SACRAMENTO - The Senate unanimously approved bipartisan measure co-authored by Senator Patricia Bates (R-Laguna Niguel) that would help human trafficking victims get back on their feet. Specifically, Assembly Bill 900 by Assemblymember Lorena Gonzalez-Fletcher (D-San Diego) would:
- Make it easier for victims to receive compensation for any income they lost, similar to how other victims of crime are currently compensated.
- Authorize the California Victim Compensation Board to provide victims with compensation for any income they lost as a result of being trafficked.
- Address inequities by making victims eligible for compensation from the California Victim Compensation Program for economic losses incurred as a direct result of their being trafficked, and expanding the types of documentation allowed in these cases.
"Human trafficking is a scourge that must be addressed and I'm proud to co-author legislation to assist victims in rebuilding their lives. These victims were exploited into a lifestyle that is equivalent to modern-day slavery. After they escaped this lifestyle, they faced the harsh realities of finding a place to live and paying for basic necessities. Many don't have the proper documentation to file for victim compensation. That's why AB 900 is needed to make it easier for them to apply for restitution.

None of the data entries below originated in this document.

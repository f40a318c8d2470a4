//! Replicated CRDT instantiations.
//!
//! Each type pairs a pure state from `concord-crdt` with one of the two
//! replication bases and exposes only domain operations:
//!
//! | Type | Replication | Conflict policy |
//! |---|---|---|
//! | [`GCounter`] | state-based | pointwise max |
//! | [`PNCounter`] | state-based | pointwise max on both halves |
//! | [`GSet`] / [`CommutativeGSet`] | state / operation | union; no removal |
//! | [`TwoPhaseSet`] / [`CommutativeTwoPhaseSet`] | state / operation | remove-wins, removal is permanent |
//! | [`LWWRegister`] | state-based | version order, then timestamp, then lowest writer |

mod counters;
mod register;
mod sets;

use crate::commutative::CommutativeReplica;
use crate::convergent::ConvergentReplica;
use concord_crdt as crdt;

/// A replicated grow-only counter.
pub type GCounter = ConvergentReplica<crdt::GCounter>;

/// A replicated increment/decrement counter.
pub type PNCounter = ConvergentReplica<crdt::PNCounter>;

/// A replicated grow-only set exchanging snapshots.
pub type GSet<T> = ConvergentReplica<crdt::GSet<T>>;

/// A replicated grow-only set exchanging operations.
pub type CommutativeGSet<T> = CommutativeReplica<crdt::GSet<T>>;

/// A replicated remove-wins set exchanging snapshots.
pub type TwoPhaseSet<T> = ConvergentReplica<crdt::TwoPhaseSet<T>>;

/// A replicated remove-wins set exchanging operations.
pub type CommutativeTwoPhaseSet<T> = CommutativeReplica<crdt::TwoPhaseSet<T>>;

/// A replicated last-writer-wins register.
pub type LWWRegister<T> = ConvergentReplica<crdt::LWWRegister<T>>;

/// Bounds on elements of replicated sets.
pub trait Element: Ord + Clone + std::fmt::Debug + Send + Sync + 'static {}

impl<T> Element for T where T: Ord + Clone + std::fmt::Debug + Send + Sync + 'static {}
//! Two-Phase Set (2P-Set).
//!
//! Two grow-only sets: additions and removals (tombstones). An element is
//! present if it was added and never removed. Removal is permanent, so the
//! set is remove-wins: a concurrent add and remove of the same element always
//! resolves to absent, on every replica, in any delivery order.

use crate::crdt::{Commutative, Convergent};
use crate::error::{CrdtError, CrdtResult};
use crate::gset::SetOperation;
use serde::{Deserialize, Serialize};
use std::collections::BTreeSet;
use std::fmt;

/// A two-phase (add-then-remove-forever) set.
#[derive(Debug, Clone, PartialEq, Eq, Serialize, Deserialize)]
pub struct TwoPhaseSet<T: Ord> {
    added: BTreeSet<T>,
    removed: BTreeSet<T>,
}

impl<T: Ord> Default for TwoPhaseSet<T> {
    fn default() -> Self {
        Self {
            added: BTreeSet::new(),
            removed: BTreeSet::new(),
        }
    }
}

impl<T: Ord + Clone + fmt::Debug> TwoPhaseSet<T> {
    /// Creates a new empty set.
    #[must_use]
    pub fn new() -> Self {
        Self::default()
    }

    /// Adds an element.
    ///
    /// Fails with [`CrdtError::InsertionFailed`] if it was ever removed.
    pub fn insert(&mut self, element: T) -> CrdtResult<()> {
        self.insert_all([element])
    }

    /// Adds every element, or none of them.
    ///
    /// If any element was ever removed, fails with
    /// [`CrdtError::InsertionFailed`] naming all such elements, and the set
    /// is left unchanged.
    pub fn insert_all(&mut self, elements: impl IntoIterator<Item = T>) -> CrdtResult<()> {
        let elements: Vec<T> = elements.into_iter().collect();
        self.check_insertable(&elements)?;
        self.added.extend(elements);
        Ok(())
    }

    /// Removes an element permanently. Always succeeds.
    ///
    /// Removing an element that was never added still records the tombstone,
    /// which is what lets a concurrent add on another replica lose.
    pub fn remove(&mut self, element: T) {
        self.removed.insert(element);
    }

    /// Removes every element permanently.
    pub fn remove_all(&mut self, elements: impl IntoIterator<Item = T>) {
        self.removed.extend(elements);
    }

    /// Returns true if the element was added and never removed.
    #[must_use]
    pub fn contains(&self, element: &T) -> bool {
        self.added.contains(element) && !self.removed.contains(element)
    }

    /// Returns true if the element has been removed (and can never return).
    #[must_use]
    pub fn is_removed(&self, element: &T) -> bool {
        self.removed.contains(element)
    }

    /// Returns the live elements in order.
    pub fn iter(&self) -> impl Iterator<Item = &T> {
        self.added.difference(&self.removed)
    }

    /// Returns the number of live elements.
    #[must_use]
    pub fn len(&self) -> usize {
        self.iter().count()
    }

    /// Returns true if there are no live elements.
    #[must_use]
    pub fn is_empty(&self) -> bool {
        self.iter().next().is_none()
    }

    fn check_insertable(&self, elements: &[T]) -> CrdtResult<()> {
        let rejected: Vec<&T> = elements
            .iter()
            .filter(|e| self.removed.contains(e))
            .collect();
        if rejected.is_empty() {
            Ok(())
        } else {
            Err(CrdtError::insertion_failed(rejected))
        }
    }
}

impl<T: Ord + Clone> Convergent for TwoPhaseSet<T> {
    fn merge(&mut self, other: &Self) {
        self.added.extend(other.added.iter().cloned());
        self.removed.extend(other.removed.iter().cloned());
    }
}

impl<T: Ord + Clone + fmt::Debug> Commutative for TwoPhaseSet<T> {
    type Operation = SetOperation<T>;

    fn prepare(&self, operation: &Self::Operation) -> CrdtResult<()> {
        match operation {
            SetOperation::Add(elements) => self.check_insertable(elements),
            SetOperation::Remove(_) => Ok(()),
        }
    }

    fn apply(&mut self, operation: &Self::Operation) {
        // Remote adds are recorded even for removed elements; `contains`
        // keeps them hidden.
        match operation {
            SetOperation::Add(elements) => self.added.extend(elements.iter().cloned()),
            SetOperation::Remove(elements) => self.removed.extend(elements.iter().cloned()),
        }
    }
}

#[cfg(test)]
mod tests {
    use super::*;

    #[test]
    fn add_then_remove() {
        let mut s = TwoPhaseSet::new();
        s.insert("apple").unwrap();
        s.insert("banana").unwrap();
        s.remove("banana");
        assert!(s.contains(&"apple"));
        assert!(!s.contains(&"banana"));
        assert_eq!(s.len(), 1);
    }

    #[test]
    fn re_add_after_remove_fails_without_partial_mutation() {
        let mut s = TwoPhaseSet::new();
        s.remove("gone");
        let err = s.insert_all(["fresh", "gone"]).unwrap_err();
        assert_eq!(
            err,
            CrdtError::InsertionFailed {
                elements: vec!["\"gone\"".to_string()]
            }
        );
        assert!(!s.contains(&"fresh"));
        assert!(s.is_empty());
    }

    #[test]
    fn remove_wins_on_merge() {
        let mut a = TwoPhaseSet::new();
        a.insert(7).unwrap();
        let mut b = TwoPhaseSet::new();
        b.remove(7);

        assert!(!a.merged(&b).contains(&7));
        assert!(!b.merged(&a).contains(&7));
    }

    #[test]
    fn remote_add_of_removed_element_stays_hidden() {
        let mut s = TwoPhaseSet::new();
        s.apply(&SetOperation::Remove(vec![1]));
        s.apply(&SetOperation::Add(vec![1, 2]));
        assert!(!s.contains(&1));
        assert!(s.contains(&2));
    }

    #[test]
    fn prepare_rejects_local_add_of_removed() {
        let mut s = TwoPhaseSet::new();
        s.remove(3);
        assert!(s.prepare(&SetOperation::Add(vec![3])).is_err());
        assert!(s.prepare(&SetOperation::Remove(vec![3])).is_ok());
    }
}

"I'm hopeful Governor Brown will sign this bipartisan measure into law and am thankful for the work by the author on this important piece of legislation," said Senator Bates.
More than a quarter of federal human trafficking cases are based in California, in which victims are economically exploited through prostitution, domestic service, agriculture, and sweatshop work.
Supporters of AB 900 include the California District Attorneys Association, the California College and University Police Chiefs Association, and the California Narcotic Officers' Association.